Task requirements: Copy out all lines from the entries below in which "bins" occurs.
*** Dataset records ***
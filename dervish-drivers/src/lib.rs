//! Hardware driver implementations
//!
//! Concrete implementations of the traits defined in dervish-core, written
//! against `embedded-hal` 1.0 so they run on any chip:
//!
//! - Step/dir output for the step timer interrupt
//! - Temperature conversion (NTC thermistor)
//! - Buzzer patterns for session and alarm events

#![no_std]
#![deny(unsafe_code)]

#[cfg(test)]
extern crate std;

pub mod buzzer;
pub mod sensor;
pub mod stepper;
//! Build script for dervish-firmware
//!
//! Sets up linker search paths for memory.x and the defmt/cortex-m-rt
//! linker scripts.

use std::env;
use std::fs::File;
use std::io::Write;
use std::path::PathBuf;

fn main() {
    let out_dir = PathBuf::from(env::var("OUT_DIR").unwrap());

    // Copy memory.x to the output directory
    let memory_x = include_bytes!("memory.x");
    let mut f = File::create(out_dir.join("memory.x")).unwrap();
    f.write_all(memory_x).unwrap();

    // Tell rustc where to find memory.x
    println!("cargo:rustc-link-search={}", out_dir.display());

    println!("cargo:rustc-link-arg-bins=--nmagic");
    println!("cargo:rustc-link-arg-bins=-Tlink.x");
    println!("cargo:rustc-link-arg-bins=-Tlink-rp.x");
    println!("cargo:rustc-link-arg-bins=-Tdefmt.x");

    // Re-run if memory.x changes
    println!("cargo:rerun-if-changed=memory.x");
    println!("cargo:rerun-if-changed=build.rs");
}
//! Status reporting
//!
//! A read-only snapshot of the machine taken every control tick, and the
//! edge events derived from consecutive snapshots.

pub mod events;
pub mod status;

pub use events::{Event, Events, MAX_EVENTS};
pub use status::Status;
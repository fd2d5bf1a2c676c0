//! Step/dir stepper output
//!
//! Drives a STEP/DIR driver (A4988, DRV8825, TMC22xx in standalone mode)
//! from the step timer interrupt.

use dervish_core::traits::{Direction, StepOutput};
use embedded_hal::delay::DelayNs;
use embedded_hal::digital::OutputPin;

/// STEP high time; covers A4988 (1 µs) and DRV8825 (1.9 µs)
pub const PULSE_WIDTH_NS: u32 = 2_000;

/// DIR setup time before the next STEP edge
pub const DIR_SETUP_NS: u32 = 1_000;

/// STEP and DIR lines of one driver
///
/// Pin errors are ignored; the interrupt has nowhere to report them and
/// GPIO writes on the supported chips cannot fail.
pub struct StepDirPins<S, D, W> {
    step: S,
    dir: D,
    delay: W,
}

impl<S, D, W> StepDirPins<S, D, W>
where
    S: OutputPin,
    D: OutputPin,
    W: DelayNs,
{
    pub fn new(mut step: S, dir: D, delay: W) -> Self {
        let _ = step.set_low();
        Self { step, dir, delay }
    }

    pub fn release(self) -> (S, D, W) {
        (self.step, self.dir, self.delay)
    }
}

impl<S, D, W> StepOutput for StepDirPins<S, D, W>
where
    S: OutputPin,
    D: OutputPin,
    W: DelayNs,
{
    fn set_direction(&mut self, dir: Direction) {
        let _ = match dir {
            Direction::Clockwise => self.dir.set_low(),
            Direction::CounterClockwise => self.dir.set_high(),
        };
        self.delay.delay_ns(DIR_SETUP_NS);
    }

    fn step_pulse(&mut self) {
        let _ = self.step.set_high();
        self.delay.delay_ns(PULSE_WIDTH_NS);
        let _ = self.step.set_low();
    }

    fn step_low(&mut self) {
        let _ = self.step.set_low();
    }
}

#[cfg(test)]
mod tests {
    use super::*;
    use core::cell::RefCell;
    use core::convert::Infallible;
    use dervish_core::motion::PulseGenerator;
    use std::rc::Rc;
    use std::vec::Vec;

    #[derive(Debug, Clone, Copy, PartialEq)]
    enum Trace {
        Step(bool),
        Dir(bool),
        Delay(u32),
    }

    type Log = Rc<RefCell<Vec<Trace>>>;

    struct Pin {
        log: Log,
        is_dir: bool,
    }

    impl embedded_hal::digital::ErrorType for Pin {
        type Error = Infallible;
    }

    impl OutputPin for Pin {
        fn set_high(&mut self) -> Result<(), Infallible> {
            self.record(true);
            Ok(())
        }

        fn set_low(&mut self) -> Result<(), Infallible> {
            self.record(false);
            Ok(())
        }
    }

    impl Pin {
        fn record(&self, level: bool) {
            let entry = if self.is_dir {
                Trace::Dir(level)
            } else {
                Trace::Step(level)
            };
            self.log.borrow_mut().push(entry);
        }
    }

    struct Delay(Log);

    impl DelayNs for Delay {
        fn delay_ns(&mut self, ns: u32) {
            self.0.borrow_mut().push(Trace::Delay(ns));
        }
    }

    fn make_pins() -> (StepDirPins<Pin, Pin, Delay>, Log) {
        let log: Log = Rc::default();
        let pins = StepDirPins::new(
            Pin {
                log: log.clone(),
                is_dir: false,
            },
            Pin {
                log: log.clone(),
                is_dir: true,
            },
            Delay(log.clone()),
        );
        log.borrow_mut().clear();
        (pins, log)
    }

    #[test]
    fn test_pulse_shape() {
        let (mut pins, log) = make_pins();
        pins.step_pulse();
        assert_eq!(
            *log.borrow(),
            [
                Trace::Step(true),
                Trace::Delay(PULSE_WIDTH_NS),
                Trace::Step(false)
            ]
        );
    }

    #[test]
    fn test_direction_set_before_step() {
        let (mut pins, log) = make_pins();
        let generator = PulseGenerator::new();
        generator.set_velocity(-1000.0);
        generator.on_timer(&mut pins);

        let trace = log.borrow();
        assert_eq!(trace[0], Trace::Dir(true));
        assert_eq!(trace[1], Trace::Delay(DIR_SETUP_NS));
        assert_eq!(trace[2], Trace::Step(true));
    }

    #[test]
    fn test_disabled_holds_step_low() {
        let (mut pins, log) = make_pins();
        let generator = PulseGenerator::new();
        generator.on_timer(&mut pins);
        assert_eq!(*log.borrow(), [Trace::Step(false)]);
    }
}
*** End of Dataset records ***
*** Dataset records ***
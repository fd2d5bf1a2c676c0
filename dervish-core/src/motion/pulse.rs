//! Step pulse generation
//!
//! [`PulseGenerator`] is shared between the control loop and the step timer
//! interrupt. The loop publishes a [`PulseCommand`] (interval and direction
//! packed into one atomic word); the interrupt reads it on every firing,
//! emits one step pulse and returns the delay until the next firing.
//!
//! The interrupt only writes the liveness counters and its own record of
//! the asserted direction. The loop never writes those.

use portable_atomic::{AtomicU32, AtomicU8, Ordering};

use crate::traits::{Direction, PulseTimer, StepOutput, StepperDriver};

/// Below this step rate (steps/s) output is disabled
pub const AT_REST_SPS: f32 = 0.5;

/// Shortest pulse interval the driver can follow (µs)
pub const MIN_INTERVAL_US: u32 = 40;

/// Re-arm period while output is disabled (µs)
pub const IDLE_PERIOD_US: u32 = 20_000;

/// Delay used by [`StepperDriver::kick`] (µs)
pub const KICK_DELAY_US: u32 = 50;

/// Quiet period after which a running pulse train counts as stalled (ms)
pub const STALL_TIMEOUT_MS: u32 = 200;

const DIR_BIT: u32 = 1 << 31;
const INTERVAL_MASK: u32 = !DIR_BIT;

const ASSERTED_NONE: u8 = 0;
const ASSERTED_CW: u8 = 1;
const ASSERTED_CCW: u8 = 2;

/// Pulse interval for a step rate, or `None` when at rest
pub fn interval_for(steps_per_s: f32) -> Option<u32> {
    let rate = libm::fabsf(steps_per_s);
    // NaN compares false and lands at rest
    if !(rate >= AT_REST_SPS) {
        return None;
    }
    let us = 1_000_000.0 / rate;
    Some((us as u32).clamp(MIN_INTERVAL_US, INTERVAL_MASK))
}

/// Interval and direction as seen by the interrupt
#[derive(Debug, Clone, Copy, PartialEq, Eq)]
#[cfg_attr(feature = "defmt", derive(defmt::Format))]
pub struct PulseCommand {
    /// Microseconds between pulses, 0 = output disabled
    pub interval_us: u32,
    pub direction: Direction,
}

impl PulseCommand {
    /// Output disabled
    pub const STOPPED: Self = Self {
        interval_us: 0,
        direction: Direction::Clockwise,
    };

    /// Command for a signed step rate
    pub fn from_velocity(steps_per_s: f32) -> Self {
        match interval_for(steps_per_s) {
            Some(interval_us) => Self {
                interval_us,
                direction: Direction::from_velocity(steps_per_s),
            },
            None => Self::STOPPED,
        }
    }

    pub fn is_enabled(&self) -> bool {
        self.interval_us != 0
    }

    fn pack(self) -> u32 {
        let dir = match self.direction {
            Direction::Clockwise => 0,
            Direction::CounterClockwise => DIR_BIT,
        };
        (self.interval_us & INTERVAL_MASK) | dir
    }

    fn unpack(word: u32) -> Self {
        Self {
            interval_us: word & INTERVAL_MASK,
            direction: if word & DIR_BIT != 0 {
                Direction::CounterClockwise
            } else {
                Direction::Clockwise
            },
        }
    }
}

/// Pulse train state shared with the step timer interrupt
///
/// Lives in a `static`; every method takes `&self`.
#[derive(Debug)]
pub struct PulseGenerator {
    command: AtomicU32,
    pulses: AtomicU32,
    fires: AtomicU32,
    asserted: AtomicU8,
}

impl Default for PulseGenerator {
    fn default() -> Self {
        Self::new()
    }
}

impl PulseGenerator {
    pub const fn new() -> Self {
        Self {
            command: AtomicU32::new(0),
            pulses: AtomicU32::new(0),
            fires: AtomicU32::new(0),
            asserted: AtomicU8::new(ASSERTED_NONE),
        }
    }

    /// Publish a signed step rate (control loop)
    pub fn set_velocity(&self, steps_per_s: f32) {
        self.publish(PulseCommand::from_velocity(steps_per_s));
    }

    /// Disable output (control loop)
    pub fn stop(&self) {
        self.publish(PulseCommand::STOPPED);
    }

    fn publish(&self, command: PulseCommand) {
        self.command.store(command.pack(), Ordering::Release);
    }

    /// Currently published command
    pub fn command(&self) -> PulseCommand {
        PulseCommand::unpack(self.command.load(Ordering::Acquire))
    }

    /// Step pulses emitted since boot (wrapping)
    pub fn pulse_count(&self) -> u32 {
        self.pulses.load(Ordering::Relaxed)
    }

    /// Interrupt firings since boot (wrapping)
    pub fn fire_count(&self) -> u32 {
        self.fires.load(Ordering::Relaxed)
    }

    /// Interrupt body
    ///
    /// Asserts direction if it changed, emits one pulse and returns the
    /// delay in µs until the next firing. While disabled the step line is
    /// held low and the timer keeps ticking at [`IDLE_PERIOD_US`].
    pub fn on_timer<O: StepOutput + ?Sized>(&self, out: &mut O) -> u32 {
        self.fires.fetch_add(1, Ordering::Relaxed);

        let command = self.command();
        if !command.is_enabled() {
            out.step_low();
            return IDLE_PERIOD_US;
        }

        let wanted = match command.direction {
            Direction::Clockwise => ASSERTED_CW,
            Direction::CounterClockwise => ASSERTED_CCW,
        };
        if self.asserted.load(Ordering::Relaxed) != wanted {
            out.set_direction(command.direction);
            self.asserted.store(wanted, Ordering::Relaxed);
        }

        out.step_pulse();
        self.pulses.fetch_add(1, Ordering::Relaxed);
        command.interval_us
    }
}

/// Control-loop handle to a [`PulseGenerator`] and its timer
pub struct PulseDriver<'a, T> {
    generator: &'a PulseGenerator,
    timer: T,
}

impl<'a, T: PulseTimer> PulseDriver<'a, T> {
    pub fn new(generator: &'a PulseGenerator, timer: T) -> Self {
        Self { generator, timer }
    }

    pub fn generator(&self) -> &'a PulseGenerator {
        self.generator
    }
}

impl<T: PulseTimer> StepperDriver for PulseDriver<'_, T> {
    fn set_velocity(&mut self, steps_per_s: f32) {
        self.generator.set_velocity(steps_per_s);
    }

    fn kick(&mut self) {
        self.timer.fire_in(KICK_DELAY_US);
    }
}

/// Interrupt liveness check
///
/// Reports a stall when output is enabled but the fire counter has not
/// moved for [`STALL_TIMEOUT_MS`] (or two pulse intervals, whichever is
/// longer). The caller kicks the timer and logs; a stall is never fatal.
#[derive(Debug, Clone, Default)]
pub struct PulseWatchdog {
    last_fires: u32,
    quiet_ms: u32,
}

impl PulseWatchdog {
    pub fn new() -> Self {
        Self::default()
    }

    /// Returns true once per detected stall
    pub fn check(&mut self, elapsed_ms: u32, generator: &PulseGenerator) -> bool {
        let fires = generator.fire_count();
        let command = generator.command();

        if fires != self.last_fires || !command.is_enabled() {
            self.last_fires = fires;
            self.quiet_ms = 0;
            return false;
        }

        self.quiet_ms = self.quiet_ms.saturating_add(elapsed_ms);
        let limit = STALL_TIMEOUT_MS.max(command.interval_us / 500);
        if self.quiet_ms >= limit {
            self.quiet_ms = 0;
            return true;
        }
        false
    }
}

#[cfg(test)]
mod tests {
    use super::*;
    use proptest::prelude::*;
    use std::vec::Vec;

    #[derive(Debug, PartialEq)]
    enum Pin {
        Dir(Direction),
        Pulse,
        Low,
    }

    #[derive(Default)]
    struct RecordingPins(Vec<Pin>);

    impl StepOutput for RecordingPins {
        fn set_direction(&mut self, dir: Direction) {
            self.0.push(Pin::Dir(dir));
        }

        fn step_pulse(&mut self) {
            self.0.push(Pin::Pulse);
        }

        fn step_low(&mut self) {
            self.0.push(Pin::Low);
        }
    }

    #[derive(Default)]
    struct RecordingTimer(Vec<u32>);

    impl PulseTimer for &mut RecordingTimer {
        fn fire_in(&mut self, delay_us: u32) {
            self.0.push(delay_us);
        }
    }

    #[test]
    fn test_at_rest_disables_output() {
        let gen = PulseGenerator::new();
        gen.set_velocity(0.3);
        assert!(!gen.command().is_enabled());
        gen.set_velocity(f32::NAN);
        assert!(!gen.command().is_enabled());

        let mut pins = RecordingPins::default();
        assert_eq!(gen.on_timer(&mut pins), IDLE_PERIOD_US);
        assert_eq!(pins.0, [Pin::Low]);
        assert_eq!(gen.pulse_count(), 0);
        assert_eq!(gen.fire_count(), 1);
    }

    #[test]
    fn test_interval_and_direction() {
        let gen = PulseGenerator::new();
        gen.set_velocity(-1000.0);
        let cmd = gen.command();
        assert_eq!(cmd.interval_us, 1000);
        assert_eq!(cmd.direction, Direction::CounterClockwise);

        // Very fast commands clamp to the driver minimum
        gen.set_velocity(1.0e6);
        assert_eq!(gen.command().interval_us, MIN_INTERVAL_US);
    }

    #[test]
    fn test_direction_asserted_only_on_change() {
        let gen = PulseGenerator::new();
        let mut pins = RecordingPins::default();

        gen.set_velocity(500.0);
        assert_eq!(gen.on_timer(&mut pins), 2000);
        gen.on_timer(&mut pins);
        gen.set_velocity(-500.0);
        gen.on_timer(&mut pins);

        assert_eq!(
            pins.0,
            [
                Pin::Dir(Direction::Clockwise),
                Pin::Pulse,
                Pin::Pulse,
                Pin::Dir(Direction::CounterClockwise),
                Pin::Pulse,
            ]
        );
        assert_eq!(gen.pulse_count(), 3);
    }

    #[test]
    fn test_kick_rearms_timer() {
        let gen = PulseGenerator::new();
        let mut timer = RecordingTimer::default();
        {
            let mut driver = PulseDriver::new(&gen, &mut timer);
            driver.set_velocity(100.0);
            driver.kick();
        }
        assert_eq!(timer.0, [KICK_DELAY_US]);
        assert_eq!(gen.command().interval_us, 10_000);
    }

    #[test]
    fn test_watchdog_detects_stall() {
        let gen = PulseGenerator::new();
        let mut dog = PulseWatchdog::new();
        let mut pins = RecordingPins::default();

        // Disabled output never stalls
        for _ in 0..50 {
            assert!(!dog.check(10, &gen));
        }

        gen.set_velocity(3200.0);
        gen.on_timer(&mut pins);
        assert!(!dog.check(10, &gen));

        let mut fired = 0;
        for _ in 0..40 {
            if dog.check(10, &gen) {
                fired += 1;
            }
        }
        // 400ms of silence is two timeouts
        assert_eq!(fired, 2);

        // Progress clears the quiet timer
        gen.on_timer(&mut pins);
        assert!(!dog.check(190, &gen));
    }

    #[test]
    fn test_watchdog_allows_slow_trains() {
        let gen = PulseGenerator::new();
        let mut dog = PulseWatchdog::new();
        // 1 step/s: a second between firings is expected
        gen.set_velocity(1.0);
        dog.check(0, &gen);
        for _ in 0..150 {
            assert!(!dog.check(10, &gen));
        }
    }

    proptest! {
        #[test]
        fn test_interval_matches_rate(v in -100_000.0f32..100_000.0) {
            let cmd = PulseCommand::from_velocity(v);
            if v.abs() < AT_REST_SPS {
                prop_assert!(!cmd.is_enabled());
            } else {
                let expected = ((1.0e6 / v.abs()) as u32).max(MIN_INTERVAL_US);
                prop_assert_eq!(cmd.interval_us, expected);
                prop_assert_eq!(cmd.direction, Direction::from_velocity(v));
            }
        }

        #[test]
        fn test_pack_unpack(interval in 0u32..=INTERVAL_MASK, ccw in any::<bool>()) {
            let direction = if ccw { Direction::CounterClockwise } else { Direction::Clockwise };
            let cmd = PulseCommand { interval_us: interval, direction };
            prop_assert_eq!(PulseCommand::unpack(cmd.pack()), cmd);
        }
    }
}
*** End of Dataset records ***
Written answer:
    println!("cargo:rustc-link-arg-bins=--nmagic");
    println!("cargo:rustc-link-arg-bins=-Tlink.x");
    println!("cargo:rustc-link-arg-bins=-Tlink-rp.x");
    println!("cargo:rustc-link-arg-bins=-Tdefmt.x");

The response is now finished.